Data extracted from a collection
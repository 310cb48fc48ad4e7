use closetr_derive::closetr_error;
use std::borrow::Cow;

#[closetr_error]
pub enum ShelfError {
    #[error("Parse error{}: {source}", format_context(.context))]
    Parse { source: std::num::ParseIntError, context: Option<Cow<'static, str>> },

    #[error("Shelf is full{}: {message}", format_context(.context))]
    Full { message: Cow<'static, str>, context: Option<Cow<'static, str>> },

    #[error("Internal shelf error{}: {message}", format_context(.context))]
    Internal { message: Cow<'static, str>, context: Option<Cow<'static, str>> },
}

fn parse_slot(raw: &str) -> Result<u32, ShelfError> {
    let slot = raw.parse::<u32>().context("Reading slot number")?;
    Ok(slot)
}

#[test]
fn closetr_error_ui() {
    let t = trybuild::TestCases::new();
    t.pass("tests/ui/closetr_error_pass.rs");
}

#[test]
fn source_context_is_rendered() {
    let err = parse_slot("seven").unwrap_err();
    assert!(matches!(err, ShelfError::Parse { context: Some(_), .. }));
    assert!(err.to_string().starts_with("Parse error (Reading slot number): "));
}

#[test]
fn context_on_own_error_replaces_previous_value() {
    let res: Result<(), ShelfError> =
        Err(ShelfError::Full { message: "no room".into(), context: Some("first".into()) });

    let err = res.context("second").unwrap_err();
    assert_eq!(err.to_string(), "Shelf is full (second): no room");
}

#[test]
fn strings_convert_into_internal() {
    let from_static: ShelfError = "static failure".into();
    let from_owned: ShelfError = format!("owned {}", 1).into();

    assert_eq!(from_static.to_string(), "Internal shelf error: static failure");
    assert!(matches!(from_owned, ShelfError::Internal { ref message, context: None } if message == "owned 1"));
}

#[test]
fn from_source_has_no_context() {
    let source = "x".parse::<u32>().unwrap_err();
    let err = ShelfError::from(source);
    assert!(matches!(err, ShelfError::Parse { context: None, .. }));
}
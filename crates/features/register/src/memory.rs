//! In-process collaborators for local runs and tests.

use crate::error::RegisterError;
use crate::ports::{Navigator, RegistrationService, SessionProvider};
use closetr_domain::account::{RegistrationRequest, RegistrationResult, SessionToken};
use closetr_domain::route::Route;
use fxhash::FxHashSet;
use parking_lot::{Mutex, RwLock};
use std::sync::Arc;
use tracing::{debug, info};

/// A settable "current session". Clones share the same slot.
#[derive(Debug, Clone, Default)]
pub struct MemorySessions {
    current: Arc<RwLock<Option<SessionToken>>>,
}

impl MemorySessions {
    #[must_use]
    pub fn new() -> Self {
        Self::default()
    }

    #[must_use]
    pub fn signed_in(token: SessionToken) -> Self {
        let sessions = Self::new();
        sessions.sign_in(token);
        sessions
    }

    pub fn sign_in(&self, token: SessionToken) {
        *self.current.write() = Some(token);
    }

    pub fn sign_out(&self) {
        self.current.write().take();
    }

    #[must_use]
    pub fn current(&self) -> Option<SessionToken> {
        self.current.read().clone()
    }
}

impl SessionProvider for MemorySessions {
    async fn current_session(&self) -> Result<Option<SessionToken>, RegisterError> {
        Ok(self.current())
    }
}

/// Username directory. Registering a taken username reports a conflict;
/// a successful registration signs the new user in when sessions are attached.
#[derive(Debug, Clone, Default)]
pub struct MemoryDirectory {
    usernames: Arc<RwLock<FxHashSet<String>>>,
    sessions: Option<MemorySessions>,
}

impl MemoryDirectory {
    #[must_use]
    pub fn new() -> Self {
        Self::default()
    }

    /// Pre-registers `usernames`.
    #[must_use]
    pub fn with_taken<I, S>(self, usernames: I) -> Self
    where
        I: IntoIterator<Item = S>,
        S: Into<String>,
    {
        self.usernames.write().extend(usernames.into_iter().map(Into::into));
        self
    }

    /// Signs newly registered users into `sessions`.
    #[must_use]
    pub fn with_sessions(mut self, sessions: MemorySessions) -> Self {
        self.sessions = Some(sessions);
        self
    }

    #[must_use]
    pub fn contains(&self, username: &str) -> bool {
        self.usernames.read().contains(username)
    }

    #[must_use]
    pub fn len(&self) -> usize {
        self.usernames.read().len()
    }
}

impl RegistrationService for MemoryDirectory {
    async fn register(&self, request: RegistrationRequest) -> Result<RegistrationResult, RegisterError> {
        let created = self.usernames.write().insert(request.username.clone());
        if !created {
            debug!(username = %request.username, "Username already registered");
            return Ok(RegistrationResult::username_taken());
        }

        if let Some(sessions) = &self.sessions {
            sessions.sign_in(SessionToken::new(format!("session:{}", request.username)));
        }
        info!(username = %request.username, "Account registered");

        Ok(RegistrationResult::created())
    }
}

/// Records every navigation instead of performing it. Clones share the log.
#[derive(Debug, Clone, Default)]
pub struct RecordingNavigator {
    visited: Arc<Mutex<Vec<Route>>>,
}

impl RecordingNavigator {
    #[must_use]
    pub fn new() -> Self {
        Self::default()
    }

    #[must_use]
    pub fn visited(&self) -> Vec<Route> {
        self.visited.lock().clone()
    }

    #[must_use]
    pub fn count(&self, route: Route) -> usize {
        self.visited.lock().iter().filter(|r| **r == route).count()
    }

    #[must_use]
    pub fn last(&self) -> Option<Route> {
        self.visited.lock().last().copied()
    }
}

impl Navigator for RecordingNavigator {
    fn navigate(&self, route: Route) {
        info!(%route, "Navigating");
        self.visited.lock().push(route);
    }
}
//! Session guard: decides once per activation whether the form is shown at all.

use crate::error::RegisterError;
use crate::ports::{Navigator, SessionProvider};
use closetr_domain::route::Route;
use std::time::Duration;
use tokio_util::sync::CancellationToken;
use tracing::{info, instrument, warn};

/// Result of resolving the current session.
#[derive(Debug, Clone, Copy, PartialEq, Eq)]
pub enum Decision {
    RenderForm,
    Redirect(Route),
}

/// Single-shot session check.
///
/// The first completed resolution is final: later calls return the cached
/// decision without querying the provider or navigating again.
#[derive(Debug)]
pub struct SessionGuard {
    timeout: Duration,
    decision: Option<Decision>,
}

impl SessionGuard {
    #[must_use]
    pub const fn new(timeout: Duration) -> Self {
        Self { timeout, decision: None }
    }

    #[must_use]
    pub const fn decision(&self) -> Option<Decision> {
        self.decision
    }

    /// Resolves the session and navigates to the dashboard when one exists.
    ///
    /// A failing or slow session provider is not fatal: the form is rendered.
    ///
    /// # Errors
    /// [`RegisterError::Cancelled`] when `lifetime` is cancelled before the
    /// session resolves. No navigation happens and nothing is cached.
    #[instrument(skip_all, name = "session_guard")]
    pub async fn resolve<S, N>(
        &mut self,
        sessions: &S,
        navigator: &N,
        lifetime: &CancellationToken,
    ) -> Result<Decision, RegisterError>
    where
        S: SessionProvider,
        N: Navigator,
    {
        if let Some(decision) = self.decision {
            return Ok(decision);
        }

        let resolved = tokio::select! {
            biased;
            () = lifetime.cancelled() => return Err(RegisterError::cancelled("session resolution")),
            resolved = tokio::time::timeout(self.timeout, sessions.current_session()) => resolved,
        };
        if lifetime.is_cancelled() {
            return Err(RegisterError::cancelled("session resolution"));
        }

        let session = match resolved {
            Ok(Ok(session)) => session,
            Ok(Err(err)) => {
                warn!(error = %err, "Session lookup failed; showing the registration form");
                None
            },
            Err(_) => {
                warn!(timeout = ?self.timeout, "Session lookup timed out; showing the registration form");
                None
            },
        };

        let decision = if session.is_some() {
            let route = Route::Dashboard;
            info!(%route, "User already signed in; redirecting");
            navigator.navigate(route);
            Decision::Redirect(route)
        } else {
            Decision::RenderForm
        };

        self.decision = Some(decision);
        Ok(decision)
    }
}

» **About this task**: Return every line from the entries that holds the string "warn".

» **Answer below**:
use tracing::{info, instrument, warn};
                warn!(error = %err, "Session lookup failed; showing the registration form");
                warn!(timeout = ?self.timeout, "Session lookup timed out; showing the registration form");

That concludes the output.